• **Work instruction**: Please give the count of lines below with the string "plus" in them, and no other words.

• **Records contained in a dataset**:

____

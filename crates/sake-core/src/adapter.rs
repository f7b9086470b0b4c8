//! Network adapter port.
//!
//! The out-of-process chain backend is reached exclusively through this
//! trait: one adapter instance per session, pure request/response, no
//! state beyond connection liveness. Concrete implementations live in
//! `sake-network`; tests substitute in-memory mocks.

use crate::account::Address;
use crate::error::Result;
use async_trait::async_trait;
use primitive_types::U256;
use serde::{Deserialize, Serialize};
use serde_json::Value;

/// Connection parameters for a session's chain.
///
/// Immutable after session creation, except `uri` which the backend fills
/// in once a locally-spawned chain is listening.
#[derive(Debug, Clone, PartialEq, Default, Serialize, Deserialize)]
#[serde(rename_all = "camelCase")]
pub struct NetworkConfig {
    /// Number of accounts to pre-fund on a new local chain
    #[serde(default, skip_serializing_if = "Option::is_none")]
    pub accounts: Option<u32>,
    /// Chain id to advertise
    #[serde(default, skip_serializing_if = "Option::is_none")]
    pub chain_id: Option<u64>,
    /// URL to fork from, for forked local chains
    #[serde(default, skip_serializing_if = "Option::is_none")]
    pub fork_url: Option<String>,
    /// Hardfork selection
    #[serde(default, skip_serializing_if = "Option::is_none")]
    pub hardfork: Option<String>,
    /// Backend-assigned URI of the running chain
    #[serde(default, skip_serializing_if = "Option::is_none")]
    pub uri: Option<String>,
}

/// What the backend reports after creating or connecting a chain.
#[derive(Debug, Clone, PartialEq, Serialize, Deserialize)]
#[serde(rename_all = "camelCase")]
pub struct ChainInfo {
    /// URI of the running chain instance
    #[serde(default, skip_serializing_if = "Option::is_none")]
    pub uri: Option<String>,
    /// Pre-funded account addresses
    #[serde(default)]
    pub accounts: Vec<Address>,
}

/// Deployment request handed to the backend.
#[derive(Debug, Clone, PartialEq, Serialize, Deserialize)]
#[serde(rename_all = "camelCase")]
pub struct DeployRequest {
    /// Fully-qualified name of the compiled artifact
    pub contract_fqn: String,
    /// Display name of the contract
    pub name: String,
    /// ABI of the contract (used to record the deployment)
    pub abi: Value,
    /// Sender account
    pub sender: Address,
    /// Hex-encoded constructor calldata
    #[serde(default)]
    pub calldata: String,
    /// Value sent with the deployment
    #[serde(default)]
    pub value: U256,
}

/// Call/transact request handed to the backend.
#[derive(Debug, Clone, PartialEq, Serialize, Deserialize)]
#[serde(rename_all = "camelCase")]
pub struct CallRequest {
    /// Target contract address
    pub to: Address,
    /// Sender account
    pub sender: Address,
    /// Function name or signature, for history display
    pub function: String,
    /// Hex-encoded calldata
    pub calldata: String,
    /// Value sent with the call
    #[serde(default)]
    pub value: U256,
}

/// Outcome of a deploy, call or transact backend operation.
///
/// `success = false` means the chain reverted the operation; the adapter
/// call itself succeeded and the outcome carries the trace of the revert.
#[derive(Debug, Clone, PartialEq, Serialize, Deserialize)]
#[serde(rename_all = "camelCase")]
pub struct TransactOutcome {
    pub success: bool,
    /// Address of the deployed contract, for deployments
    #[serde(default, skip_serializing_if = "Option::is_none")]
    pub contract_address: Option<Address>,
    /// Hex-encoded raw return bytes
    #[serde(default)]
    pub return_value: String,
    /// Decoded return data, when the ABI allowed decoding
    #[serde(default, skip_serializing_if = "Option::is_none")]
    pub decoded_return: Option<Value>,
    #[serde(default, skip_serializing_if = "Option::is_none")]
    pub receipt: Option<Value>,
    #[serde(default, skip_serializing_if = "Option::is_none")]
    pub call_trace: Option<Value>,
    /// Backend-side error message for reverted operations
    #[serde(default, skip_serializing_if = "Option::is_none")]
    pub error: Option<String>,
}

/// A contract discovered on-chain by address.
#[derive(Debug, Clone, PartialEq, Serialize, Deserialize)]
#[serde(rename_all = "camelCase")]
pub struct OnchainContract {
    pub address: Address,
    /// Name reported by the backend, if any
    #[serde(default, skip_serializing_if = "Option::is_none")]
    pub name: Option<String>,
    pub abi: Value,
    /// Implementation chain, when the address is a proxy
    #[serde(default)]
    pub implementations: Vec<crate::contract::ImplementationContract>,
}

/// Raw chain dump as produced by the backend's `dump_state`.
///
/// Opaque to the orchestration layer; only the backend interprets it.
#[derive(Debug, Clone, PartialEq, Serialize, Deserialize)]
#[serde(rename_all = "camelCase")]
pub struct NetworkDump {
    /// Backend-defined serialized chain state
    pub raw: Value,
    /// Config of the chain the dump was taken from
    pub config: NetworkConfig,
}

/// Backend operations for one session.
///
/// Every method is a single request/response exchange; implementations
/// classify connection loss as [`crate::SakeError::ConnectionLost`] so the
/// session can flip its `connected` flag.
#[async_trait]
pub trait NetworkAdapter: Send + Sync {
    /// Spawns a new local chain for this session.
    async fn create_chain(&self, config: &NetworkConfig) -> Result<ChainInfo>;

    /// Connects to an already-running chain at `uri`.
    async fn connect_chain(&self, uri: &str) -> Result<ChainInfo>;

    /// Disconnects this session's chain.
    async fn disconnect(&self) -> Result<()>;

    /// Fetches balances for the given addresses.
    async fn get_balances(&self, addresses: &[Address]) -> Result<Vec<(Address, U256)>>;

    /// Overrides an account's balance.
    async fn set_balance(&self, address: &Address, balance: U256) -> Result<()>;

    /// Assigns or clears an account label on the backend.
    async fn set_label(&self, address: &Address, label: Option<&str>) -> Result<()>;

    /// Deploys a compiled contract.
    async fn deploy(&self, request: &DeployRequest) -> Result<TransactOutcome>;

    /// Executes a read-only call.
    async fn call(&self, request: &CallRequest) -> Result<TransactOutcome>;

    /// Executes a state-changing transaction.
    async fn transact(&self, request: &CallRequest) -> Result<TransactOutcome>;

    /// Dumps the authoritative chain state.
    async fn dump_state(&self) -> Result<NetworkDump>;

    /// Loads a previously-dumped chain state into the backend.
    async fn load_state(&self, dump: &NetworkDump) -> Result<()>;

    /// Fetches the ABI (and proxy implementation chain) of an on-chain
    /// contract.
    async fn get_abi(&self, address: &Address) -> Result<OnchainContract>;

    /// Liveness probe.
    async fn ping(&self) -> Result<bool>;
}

____

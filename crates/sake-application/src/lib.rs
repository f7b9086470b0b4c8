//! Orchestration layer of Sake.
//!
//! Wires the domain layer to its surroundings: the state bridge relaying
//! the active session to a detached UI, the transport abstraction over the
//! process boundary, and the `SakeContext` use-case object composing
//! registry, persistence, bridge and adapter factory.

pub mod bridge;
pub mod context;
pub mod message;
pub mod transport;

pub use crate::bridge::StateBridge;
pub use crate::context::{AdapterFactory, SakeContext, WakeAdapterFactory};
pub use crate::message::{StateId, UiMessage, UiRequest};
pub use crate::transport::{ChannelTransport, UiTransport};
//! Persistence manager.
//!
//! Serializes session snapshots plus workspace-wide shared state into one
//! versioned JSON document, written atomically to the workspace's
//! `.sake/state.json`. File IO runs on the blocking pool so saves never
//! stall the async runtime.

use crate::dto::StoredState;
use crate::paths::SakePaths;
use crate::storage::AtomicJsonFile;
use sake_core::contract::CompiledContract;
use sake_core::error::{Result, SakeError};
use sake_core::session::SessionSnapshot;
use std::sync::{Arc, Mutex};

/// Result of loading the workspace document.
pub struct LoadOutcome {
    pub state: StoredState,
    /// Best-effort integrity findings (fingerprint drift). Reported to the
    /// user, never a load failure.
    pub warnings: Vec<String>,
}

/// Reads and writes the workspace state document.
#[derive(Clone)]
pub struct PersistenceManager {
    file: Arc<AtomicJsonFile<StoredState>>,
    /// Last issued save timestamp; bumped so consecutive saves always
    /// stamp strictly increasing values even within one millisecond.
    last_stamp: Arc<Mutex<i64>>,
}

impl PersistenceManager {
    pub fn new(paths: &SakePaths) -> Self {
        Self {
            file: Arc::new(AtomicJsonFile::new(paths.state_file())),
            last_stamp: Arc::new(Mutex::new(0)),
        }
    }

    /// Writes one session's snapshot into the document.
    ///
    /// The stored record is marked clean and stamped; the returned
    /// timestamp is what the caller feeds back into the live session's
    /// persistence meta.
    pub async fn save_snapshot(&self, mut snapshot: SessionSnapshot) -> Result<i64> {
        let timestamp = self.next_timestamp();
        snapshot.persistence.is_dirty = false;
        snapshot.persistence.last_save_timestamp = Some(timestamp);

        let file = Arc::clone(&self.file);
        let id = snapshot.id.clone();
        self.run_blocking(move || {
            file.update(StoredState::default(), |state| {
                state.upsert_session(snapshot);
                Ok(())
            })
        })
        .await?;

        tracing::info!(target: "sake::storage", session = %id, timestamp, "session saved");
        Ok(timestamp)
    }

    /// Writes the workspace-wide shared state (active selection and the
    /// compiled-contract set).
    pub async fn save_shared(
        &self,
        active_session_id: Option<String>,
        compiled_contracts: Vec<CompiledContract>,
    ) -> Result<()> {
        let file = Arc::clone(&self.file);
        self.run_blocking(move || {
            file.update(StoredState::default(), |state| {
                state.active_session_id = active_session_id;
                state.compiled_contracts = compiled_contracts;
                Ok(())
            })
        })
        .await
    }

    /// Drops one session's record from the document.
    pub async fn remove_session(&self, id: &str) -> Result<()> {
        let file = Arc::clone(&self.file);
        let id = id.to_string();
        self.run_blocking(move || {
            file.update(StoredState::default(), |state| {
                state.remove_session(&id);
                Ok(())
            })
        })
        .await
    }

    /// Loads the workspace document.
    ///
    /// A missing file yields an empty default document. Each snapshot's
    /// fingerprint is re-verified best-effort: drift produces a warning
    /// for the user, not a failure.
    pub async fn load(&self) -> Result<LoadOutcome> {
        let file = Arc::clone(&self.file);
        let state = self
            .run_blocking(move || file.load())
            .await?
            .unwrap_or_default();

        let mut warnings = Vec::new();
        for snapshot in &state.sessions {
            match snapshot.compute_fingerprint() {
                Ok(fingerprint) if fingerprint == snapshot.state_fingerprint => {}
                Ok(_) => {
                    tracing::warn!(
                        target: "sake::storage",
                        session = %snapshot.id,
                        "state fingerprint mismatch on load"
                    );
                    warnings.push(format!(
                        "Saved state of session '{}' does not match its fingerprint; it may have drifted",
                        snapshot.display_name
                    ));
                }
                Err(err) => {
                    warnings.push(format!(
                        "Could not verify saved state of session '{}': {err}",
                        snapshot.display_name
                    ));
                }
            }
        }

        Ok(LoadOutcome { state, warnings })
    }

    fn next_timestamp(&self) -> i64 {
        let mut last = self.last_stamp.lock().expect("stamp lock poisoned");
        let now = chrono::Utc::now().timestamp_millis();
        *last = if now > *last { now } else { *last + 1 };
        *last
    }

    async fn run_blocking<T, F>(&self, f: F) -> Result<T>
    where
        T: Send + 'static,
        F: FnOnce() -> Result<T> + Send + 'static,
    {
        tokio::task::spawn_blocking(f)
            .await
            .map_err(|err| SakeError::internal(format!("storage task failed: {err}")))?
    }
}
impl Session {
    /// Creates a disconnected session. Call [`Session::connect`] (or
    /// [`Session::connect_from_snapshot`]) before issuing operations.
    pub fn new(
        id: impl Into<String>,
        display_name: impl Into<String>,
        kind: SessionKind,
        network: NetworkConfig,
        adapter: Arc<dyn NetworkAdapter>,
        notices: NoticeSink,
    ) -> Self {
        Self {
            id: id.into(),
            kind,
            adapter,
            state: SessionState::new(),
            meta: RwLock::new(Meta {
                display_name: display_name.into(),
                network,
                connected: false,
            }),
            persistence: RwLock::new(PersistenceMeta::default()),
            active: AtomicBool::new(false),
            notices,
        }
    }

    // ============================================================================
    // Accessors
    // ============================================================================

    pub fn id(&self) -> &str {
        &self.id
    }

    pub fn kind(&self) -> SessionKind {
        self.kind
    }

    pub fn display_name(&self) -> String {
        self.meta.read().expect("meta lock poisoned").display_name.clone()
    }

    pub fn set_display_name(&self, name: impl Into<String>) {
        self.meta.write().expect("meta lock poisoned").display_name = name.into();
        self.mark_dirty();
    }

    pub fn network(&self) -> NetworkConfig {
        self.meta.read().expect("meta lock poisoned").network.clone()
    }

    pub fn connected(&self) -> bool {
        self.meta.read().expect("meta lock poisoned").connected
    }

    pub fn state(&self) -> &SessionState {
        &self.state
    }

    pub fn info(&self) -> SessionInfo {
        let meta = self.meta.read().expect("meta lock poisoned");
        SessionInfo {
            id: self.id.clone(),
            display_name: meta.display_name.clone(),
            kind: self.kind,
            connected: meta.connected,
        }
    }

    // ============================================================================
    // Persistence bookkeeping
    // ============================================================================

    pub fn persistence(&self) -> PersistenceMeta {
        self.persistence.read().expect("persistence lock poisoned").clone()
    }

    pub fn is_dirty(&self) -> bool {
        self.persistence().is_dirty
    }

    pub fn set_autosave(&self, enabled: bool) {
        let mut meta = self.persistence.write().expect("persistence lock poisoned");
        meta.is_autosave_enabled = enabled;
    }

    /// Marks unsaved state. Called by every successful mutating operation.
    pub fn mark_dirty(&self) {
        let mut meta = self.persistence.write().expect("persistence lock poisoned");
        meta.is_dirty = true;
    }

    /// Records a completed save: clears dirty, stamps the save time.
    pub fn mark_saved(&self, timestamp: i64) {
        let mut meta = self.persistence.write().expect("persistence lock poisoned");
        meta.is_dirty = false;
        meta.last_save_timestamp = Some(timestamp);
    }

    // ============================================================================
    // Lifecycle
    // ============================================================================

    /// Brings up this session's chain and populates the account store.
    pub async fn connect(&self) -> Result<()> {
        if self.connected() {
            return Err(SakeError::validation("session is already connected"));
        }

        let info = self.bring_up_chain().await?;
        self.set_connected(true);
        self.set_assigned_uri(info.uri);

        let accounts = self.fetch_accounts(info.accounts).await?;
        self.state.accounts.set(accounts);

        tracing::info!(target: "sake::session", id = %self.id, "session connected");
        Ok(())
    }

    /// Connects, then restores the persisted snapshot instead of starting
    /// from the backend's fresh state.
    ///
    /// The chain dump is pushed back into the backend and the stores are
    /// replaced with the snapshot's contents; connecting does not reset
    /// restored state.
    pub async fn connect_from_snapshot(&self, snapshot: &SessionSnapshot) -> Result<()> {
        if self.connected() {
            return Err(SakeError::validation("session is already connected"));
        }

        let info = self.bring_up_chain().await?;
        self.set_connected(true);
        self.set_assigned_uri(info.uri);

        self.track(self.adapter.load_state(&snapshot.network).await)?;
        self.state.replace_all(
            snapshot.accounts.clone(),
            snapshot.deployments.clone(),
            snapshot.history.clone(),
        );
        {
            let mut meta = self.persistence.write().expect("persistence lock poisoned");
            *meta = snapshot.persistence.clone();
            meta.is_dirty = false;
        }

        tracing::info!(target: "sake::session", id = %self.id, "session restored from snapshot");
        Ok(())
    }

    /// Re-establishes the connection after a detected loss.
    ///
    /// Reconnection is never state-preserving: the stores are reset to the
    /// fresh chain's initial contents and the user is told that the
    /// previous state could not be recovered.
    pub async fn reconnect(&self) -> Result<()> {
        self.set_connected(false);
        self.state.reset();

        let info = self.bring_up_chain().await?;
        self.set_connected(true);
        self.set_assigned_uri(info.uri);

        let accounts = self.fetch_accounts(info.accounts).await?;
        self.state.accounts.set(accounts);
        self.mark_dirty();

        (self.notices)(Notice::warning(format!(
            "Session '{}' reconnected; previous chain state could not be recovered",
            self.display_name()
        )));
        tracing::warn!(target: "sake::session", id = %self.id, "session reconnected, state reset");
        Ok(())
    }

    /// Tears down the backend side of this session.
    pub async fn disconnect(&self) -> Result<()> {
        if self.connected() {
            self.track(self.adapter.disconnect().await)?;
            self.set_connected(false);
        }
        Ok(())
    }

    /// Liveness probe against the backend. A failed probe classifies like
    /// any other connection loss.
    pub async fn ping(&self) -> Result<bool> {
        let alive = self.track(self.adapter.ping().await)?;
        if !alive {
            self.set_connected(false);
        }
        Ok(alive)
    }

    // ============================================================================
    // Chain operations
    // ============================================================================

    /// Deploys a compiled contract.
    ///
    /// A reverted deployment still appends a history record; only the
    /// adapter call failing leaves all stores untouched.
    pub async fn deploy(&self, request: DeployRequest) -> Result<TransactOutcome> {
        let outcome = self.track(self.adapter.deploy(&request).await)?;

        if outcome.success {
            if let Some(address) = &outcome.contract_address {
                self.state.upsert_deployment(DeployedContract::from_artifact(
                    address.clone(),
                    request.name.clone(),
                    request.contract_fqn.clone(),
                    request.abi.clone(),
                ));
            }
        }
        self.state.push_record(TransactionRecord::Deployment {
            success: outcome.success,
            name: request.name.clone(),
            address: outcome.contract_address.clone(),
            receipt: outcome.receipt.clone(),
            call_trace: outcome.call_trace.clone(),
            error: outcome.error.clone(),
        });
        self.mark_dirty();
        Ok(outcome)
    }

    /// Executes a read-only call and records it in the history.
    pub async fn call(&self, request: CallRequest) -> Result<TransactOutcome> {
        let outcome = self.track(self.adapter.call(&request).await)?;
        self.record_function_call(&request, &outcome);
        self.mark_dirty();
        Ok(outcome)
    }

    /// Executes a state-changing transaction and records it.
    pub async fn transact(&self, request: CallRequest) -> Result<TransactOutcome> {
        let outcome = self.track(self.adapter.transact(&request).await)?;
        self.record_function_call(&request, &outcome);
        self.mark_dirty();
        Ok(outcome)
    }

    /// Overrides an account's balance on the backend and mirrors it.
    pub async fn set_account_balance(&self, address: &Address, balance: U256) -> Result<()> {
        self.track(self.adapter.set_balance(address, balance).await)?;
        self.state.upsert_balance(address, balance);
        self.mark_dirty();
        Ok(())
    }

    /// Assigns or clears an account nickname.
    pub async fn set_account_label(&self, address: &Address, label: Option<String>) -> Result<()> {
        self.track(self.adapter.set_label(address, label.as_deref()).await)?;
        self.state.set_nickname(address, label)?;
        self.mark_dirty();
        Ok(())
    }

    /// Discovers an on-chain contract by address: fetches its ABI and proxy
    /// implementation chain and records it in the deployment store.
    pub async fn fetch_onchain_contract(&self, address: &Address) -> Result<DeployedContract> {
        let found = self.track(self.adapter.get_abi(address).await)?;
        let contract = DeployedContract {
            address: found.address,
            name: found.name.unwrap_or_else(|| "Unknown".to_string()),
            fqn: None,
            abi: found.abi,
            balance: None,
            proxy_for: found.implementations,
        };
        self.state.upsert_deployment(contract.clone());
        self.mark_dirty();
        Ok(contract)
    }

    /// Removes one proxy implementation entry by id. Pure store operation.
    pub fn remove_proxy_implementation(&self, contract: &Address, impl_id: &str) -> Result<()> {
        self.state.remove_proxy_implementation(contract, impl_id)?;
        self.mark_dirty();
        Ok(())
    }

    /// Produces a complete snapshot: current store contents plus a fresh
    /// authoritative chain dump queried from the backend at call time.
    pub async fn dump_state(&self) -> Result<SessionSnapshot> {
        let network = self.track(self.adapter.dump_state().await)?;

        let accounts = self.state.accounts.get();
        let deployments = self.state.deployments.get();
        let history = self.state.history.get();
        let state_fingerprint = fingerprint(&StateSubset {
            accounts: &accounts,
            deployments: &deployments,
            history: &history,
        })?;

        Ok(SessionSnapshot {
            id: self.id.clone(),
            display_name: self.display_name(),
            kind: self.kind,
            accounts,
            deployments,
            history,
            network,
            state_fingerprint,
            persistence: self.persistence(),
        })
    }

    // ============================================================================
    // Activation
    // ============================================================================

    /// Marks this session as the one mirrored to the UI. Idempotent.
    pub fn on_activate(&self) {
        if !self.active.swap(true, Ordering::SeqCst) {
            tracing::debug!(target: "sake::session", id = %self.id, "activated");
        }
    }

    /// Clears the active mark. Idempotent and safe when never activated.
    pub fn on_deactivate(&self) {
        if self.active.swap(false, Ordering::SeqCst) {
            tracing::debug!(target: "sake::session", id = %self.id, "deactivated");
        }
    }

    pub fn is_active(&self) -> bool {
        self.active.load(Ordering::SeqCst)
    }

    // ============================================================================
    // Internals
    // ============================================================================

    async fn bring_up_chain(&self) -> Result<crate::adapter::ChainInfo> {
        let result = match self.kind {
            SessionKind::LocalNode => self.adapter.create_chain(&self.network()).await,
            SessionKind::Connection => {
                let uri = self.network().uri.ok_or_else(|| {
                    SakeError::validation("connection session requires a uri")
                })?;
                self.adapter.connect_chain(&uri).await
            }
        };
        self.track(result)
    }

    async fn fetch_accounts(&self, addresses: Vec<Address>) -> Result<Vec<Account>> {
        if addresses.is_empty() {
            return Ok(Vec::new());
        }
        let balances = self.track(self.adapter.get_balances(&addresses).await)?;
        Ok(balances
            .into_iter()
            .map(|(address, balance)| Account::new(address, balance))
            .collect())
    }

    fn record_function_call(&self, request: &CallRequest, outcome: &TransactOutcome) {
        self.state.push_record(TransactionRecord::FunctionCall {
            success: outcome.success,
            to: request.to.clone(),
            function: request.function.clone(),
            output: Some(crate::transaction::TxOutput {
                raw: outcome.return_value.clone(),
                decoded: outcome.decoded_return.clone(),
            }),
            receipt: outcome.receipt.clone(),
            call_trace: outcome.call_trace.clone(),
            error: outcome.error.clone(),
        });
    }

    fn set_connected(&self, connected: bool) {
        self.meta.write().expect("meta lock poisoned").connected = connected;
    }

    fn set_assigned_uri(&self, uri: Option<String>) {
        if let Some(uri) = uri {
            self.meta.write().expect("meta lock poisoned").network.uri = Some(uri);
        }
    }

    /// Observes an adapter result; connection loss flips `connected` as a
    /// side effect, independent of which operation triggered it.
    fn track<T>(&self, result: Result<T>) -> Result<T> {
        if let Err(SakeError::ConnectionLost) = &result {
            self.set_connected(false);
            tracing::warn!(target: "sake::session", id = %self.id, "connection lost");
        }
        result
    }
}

____

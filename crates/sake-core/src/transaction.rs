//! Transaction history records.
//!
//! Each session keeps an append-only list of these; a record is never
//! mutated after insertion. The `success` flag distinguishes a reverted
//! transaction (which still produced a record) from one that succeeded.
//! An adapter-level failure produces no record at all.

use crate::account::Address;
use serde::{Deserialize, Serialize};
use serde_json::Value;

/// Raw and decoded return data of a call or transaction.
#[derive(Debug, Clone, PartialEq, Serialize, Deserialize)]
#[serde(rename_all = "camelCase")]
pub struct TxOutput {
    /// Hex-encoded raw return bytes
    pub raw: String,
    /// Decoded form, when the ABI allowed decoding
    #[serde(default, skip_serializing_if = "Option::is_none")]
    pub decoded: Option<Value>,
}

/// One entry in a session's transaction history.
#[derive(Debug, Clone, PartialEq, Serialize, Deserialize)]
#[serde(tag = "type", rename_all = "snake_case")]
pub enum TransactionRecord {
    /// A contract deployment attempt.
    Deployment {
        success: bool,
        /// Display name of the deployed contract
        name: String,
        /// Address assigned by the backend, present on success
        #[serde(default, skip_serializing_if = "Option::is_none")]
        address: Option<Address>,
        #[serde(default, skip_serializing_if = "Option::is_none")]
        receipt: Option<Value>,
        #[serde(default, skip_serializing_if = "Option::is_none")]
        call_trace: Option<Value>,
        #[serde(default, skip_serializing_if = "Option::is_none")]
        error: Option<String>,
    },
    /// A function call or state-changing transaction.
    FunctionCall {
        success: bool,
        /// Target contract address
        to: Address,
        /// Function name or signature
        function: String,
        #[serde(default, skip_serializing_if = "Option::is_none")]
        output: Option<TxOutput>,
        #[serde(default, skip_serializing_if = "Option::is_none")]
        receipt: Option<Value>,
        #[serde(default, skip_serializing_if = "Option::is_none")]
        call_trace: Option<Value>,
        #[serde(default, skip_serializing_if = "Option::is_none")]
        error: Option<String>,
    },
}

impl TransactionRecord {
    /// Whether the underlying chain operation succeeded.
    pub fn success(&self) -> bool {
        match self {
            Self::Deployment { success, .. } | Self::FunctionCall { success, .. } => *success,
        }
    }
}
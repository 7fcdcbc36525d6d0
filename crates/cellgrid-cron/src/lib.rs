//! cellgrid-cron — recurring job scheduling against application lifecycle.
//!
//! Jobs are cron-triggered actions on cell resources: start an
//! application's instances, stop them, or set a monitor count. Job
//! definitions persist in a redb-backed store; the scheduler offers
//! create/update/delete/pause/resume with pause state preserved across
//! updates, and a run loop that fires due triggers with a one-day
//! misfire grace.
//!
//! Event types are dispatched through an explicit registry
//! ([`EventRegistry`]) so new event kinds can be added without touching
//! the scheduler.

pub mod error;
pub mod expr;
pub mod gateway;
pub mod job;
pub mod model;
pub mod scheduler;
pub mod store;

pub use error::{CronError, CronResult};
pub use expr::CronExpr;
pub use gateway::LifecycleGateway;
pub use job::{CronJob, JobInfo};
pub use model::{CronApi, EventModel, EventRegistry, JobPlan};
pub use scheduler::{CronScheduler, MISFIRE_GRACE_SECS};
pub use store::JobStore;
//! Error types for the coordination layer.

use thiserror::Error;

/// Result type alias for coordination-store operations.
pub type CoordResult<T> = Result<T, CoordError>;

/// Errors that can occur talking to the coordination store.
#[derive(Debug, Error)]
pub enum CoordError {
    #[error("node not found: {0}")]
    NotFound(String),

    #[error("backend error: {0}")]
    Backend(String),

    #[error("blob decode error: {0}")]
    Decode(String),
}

____

• **Solution for this exercise**: 2